My classmates were all solidly literary, with none of the messy genre inclinations I felt. I wanted to write a modern fairy tale, but I didn’t think I could get away with anything like Cinderella’s sorority sisters cutting off their heels to fit into the magic shoe.
So I wrote a fairy tale for the modern age.
One of the places I loved most of all at the University of Michigan was the greenhouse at the botanical garden. Especially when the snow flew outside, the temperate house was toasty warm, filled with the scents of good clean earth and flowers.
My favorite part of the greenhouse was the carp pond, with its waterlilies. I’d take my notebook and sit at the edge of the pool, listening to the waterfall trickling into the pool and watching the giant koi glide. I wanted to honor the place by setting a story there.
I workshopped “Grandfather Carp’s Dream” over and over, over the years. Most genre readers thought it stopped too soon. Most literary readers didn’t like the flavor of magic. The story never found a home. Since it wasn’t based on a familiar fairy tale, it didn’t fit most fairy tale anthologies. It didn’t have big magic or world-altering danger. It didn’t resolve into a pretty Happily Ever After. It remained a touch too literary. No one seemed to be publishing magical realism under 2000 words.

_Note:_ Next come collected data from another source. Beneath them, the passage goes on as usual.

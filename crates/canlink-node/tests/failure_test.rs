//! Failure-path tests: loss, corruption, staleness, and retry exhaustion.

use std::sync::atomic::{AtomicBool, AtomicUsize, Ordering};
use std::sync::{Arc, Mutex};
use std::thread::{self, JoinHandle};
use std::time::{Duration, Instant};

use canlink_node::{Bus, BusError, CanNode, MemoryBus, MemoryEndpoint, NodeConfig, SendError};
use canlink_protocol::{
    ensure_payload_len, fragment_message, BusMessage, Frame, ProtocolError, SequenceKind,
    ACK_TYPE_TAG,
};

// ============================================================================
// Test Message
// ============================================================================

#[derive(Debug, Clone, Copy, PartialEq, Eq)]
struct FirmwareChunk {
    offset: u32,
    data: [u8; 16],
}

impl BusMessage for FirmwareChunk {
    const TYPE_TAG: u8 = 3;
    const ENCODED_LEN: usize = 20;

    fn encode(&self) -> Vec<u8> {
        let mut buf = Vec::with_capacity(Self::ENCODED_LEN);
        buf.extend_from_slice(&self.offset.to_le_bytes());
        buf.extend_from_slice(&self.data);
        buf
    }

    fn decode(data: &[u8]) -> Result<Self, ProtocolError> {
        ensure_payload_len(data, Self::ENCODED_LEN)?;
        let mut chunk = [0u8; 16];
        chunk.copy_from_slice(&data[4..20]);
        Ok(FirmwareChunk {
            offset: u32::from_le_bytes([data[0], data[1], data[2], data[3]]),
            data: chunk,
        })
    }
}

// ============================================================================
// Test Harness
// ============================================================================

struct Poller {
    stop: Arc<AtomicBool>,
    handle: Option<JoinHandle<()>>,
}

impl Poller {
    fn start<B: Bus + 'static>(node: &Arc<CanNode<B>>) -> Self {
        let stop = Arc::new(AtomicBool::new(false));
        let stop_flag = Arc::clone(&stop);
        let node = Arc::clone(node);
        let handle = thread::spawn(move || {
            while !stop_flag.load(Ordering::Relaxed) {
                let _ = node.poll_once();
            }
        });
        Poller {
            stop,
            handle: Some(handle),
        }
    }
}

impl Drop for Poller {
    fn drop(&mut self) {
        self.stop.store(true, Ordering::Relaxed);
        if let Some(handle) = self.handle.take() {
            let _ = handle.join();
        }
    }
}

fn drain(monitor: &MemoryEndpoint, quiet: Duration) -> Vec<Frame> {
    let mut frames = Vec::new();
    while let Ok(Some(frame)) = monitor.receive(quiet) {
        frames.push(frame);
    }
    frames
}

/// A bus endpoint that silently loses selected outbound frames.
struct LossyEndpoint {
    inner: MemoryEndpoint,
    drop_indices: Vec<usize>,
    transmitted: AtomicUsize,
}

impl LossyEndpoint {
    fn new(inner: MemoryEndpoint, drop_indices: Vec<usize>) -> Self {
        LossyEndpoint {
            inner,
            drop_indices,
            transmitted: AtomicUsize::new(0),
        }
    }
}

impl Bus for LossyEndpoint {
    fn transmit(&self, frame: &Frame, timeout: Duration) -> Result<(), BusError> {
        let index = self.transmitted.fetch_add(1, Ordering::SeqCst);
        if self.drop_indices.contains(&index) {
            // The frame vanishes on the wire; the driver reports success.
            return Ok(());
        }
        self.inner.transmit(frame, timeout)
    }

    fn receive(&self, timeout: Duration) -> Result<Option<Frame>, BusError> {
        self.inner.receive(timeout)
    }
}

/// A bus whose driver refuses every transmission.
struct DeadBus;

impl Bus for DeadBus {
    fn transmit(&self, _frame: &Frame, _timeout: Duration) -> Result<(), BusError> {
        Err(BusError::Disconnected)
    }

    fn receive(&self, _timeout: Duration) -> Result<Option<Frame>, BusError> {
        Ok(None)
    }
}

// ============================================================================
// Corruption and Staleness
// ============================================================================

#[test]
fn test_corrupted_fragment_is_discarded_without_dispatch_or_ack() {
    let bus = MemoryBus::new();
    let injector = bus.endpoint();
    let receiver = Arc::new(CanNode::new(bus.endpoint()));

    let dispatched = Arc::new(AtomicUsize::new(0));
    let sink = Arc::clone(&dispatched);
    receiver
        .on_receive::<FirmwareChunk, _>(move |_| {
            sink.fetch_add(1, Ordering::SeqCst);
        })
        .unwrap();
    let _poller = Poller::start(&receiver);

    let chunk = FirmwareChunk {
        offset: 0x1000,
        data: [0x5A; 16],
    };
    let frames = fragment_message(1, 4, FirmwareChunk::TYPE_TAG, &chunk.encode()).unwrap();

    // Corrupt one byte of the MIDDLE frame before it hits the bus.
    let mut corrupted = frames[1].data().to_vec();
    corrupted[0] ^= 0x80;
    let middle = Frame::new(frames[1].id(), &corrupted).unwrap();

    injector
        .transmit(&frames[0], Duration::from_millis(10))
        .unwrap();
    injector.transmit(&middle, Duration::from_millis(10)).unwrap();
    injector
        .transmit(&frames[2], Duration::from_millis(10))
        .unwrap();

    // Give the receiver time to chew through all three frames, then check
    // that nothing was dispatched and no acknowledgment came back.
    thread::sleep(Duration::from_millis(100));
    assert_eq!(dispatched.load(Ordering::SeqCst), 0);
    assert_eq!(injector.receive(Duration::from_millis(50)).unwrap(), None);
}

#[test]
fn test_stale_session_is_discarded_even_with_valid_checksum() {
    let bus = MemoryBus::new();
    let injector = bus.endpoint();
    let receiver = Arc::new(CanNode::new(bus.endpoint()));

    let dispatched = Arc::new(AtomicUsize::new(0));
    let sink = Arc::clone(&dispatched);
    receiver
        .on_receive::<FirmwareChunk, _>(move |_| {
            sink.fetch_add(1, Ordering::SeqCst);
        })
        .unwrap();
    let _poller = Poller::start(&receiver);

    let chunk = FirmwareChunk {
        offset: 0,
        data: [1; 16],
    };
    let frames = fragment_message(0, 2, FirmwareChunk::TYPE_TAG, &chunk.encode()).unwrap();

    injector
        .transmit(&frames[0], Duration::from_millis(10))
        .unwrap();
    // Let the session age past the reassembly timeout.
    thread::sleep(Duration::from_millis(550));
    injector
        .transmit(&frames[1], Duration::from_millis(10))
        .unwrap();
    injector
        .transmit(&frames[2], Duration::from_millis(10))
        .unwrap();

    thread::sleep(Duration::from_millis(100));
    assert_eq!(dispatched.load(Ordering::SeqCst), 0);
    assert_eq!(injector.receive(Duration::from_millis(50)).unwrap(), None);
}

// ============================================================================
// Retry Behavior
// ============================================================================

#[test]
fn test_retry_exhaustion_makes_limit_plus_one_attempts() {
    let bus = MemoryBus::new();
    let sender = CanNode::with_config(bus.endpoint(), NodeConfig { retry_limit: 2 });
    let monitor = bus.endpoint();

    let errors: Arc<Mutex<Vec<(u8, u8)>>> = Arc::new(Mutex::new(Vec::new()));
    let sink = Arc::clone(&errors);
    sender.on_error(move |tag, address| sink.lock().unwrap().push((tag, address)));

    // Nobody on the bus acknowledges.
    let chunk = FirmwareChunk {
        offset: 4,
        data: [7; 16],
    };
    let result = sender.send(1, 9, &chunk);
    assert_eq!(
        result,
        Err(SendError::AckTimeout {
            type_tag: FirmwareChunk::TYPE_TAG,
            address: 9
        })
    );

    // Retry limit 2 means exactly 3 full transmissions of all 3 fragments.
    let frames = drain(&monitor, Duration::from_millis(100));
    assert_eq!(frames.len(), 9);
    let starts = frames
        .iter()
        .filter(|f| f.id().sequence == SequenceKind::Start)
        .count();
    assert_eq!(starts, 3);
    assert!(!frames.iter().any(|f| f.id().type_tag == ACK_TYPE_TAG));

    assert_eq!(&*errors.lock().unwrap(), &[(FirmwareChunk::TYPE_TAG, 9)]);
}

#[test]
fn test_lost_fragment_is_recovered_by_retransmission() {
    let bus = MemoryBus::new();
    // The END frame of the first attempt never reaches the bus.
    let sender = Arc::new(CanNode::new(LossyEndpoint::new(bus.endpoint(), vec![2])));
    let receiver = Arc::new(CanNode::new(bus.endpoint()));

    let dispatched = Arc::new(AtomicUsize::new(0));
    let sink = Arc::clone(&dispatched);
    receiver
        .on_receive::<FirmwareChunk, _>(move |_| {
            sink.fetch_add(1, Ordering::SeqCst);
        })
        .unwrap();

    let _receiver_poller = Poller::start(&receiver);
    let _sender_poller = Poller::start(&sender);

    let chunk = FirmwareChunk {
        offset: 8,
        data: [3; 16],
    };
    assert_eq!(sender.send(2, 5, &chunk), Ok(()));

    // The first attempt stalled mid-transfer; the second attempt's START
    // reset the session and completed, so the message arrives exactly once.
    assert_eq!(dispatched.load(Ordering::SeqCst), 1);
}

#[test]
fn test_transmit_failure_fails_fast_and_reports() {
    let sender = CanNode::new(DeadBus);

    let errors: Arc<Mutex<Vec<(u8, u8)>>> = Arc::new(Mutex::new(Vec::new()));
    let sink = Arc::clone(&errors);
    sender.on_error(move |tag, address| sink.lock().unwrap().push((tag, address)));

    let chunk = FirmwareChunk {
        offset: 12,
        data: [9; 16],
    };
    let started = Instant::now();
    let result = sender.send(0, 6, &chunk);
    assert_eq!(result, Err(SendError::Transport(BusError::Disconnected)));

    // No ack wait, no retries: the failure surfaces immediately.
    assert!(started.elapsed() < Duration::from_millis(50));
    assert_eq!(&*errors.lock().unwrap(), &[(FirmwareChunk::TYPE_TAG, 6)]);
}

And yet it was exactly the story I wanted. My point was that the botanical student is aching and lonely, even as he’s consumed by his studies – like young men I met at the university. The fairy is alien and equally lonely. They deserved – needed – each other.
I didn’t want to resolve their relationship. I wanted the reader to do that for herself. Would they get their happy ending or would his apartment be filled with dragonflies and sparrows come spring? Could the carp let her go with his blessings?
I was thrilled with Martha J. Allard invited me to submit to an anthology she was editing. I worried that my fairy wouldn’t be classical enough: no wings, no pixie dust, but instead a direct and powerful connection to nature – and a desire for something more for herself.
Martha surprised me by accepting the story. The anthology, called Out of the Green, is available now on Amazon.
Congratulations! 🙂
Thanks! I’m so glad that story finally found a home.
For the record, I’ve always loved this story and am really excited to have it in the anthology!
Aw, shucks. Thank you!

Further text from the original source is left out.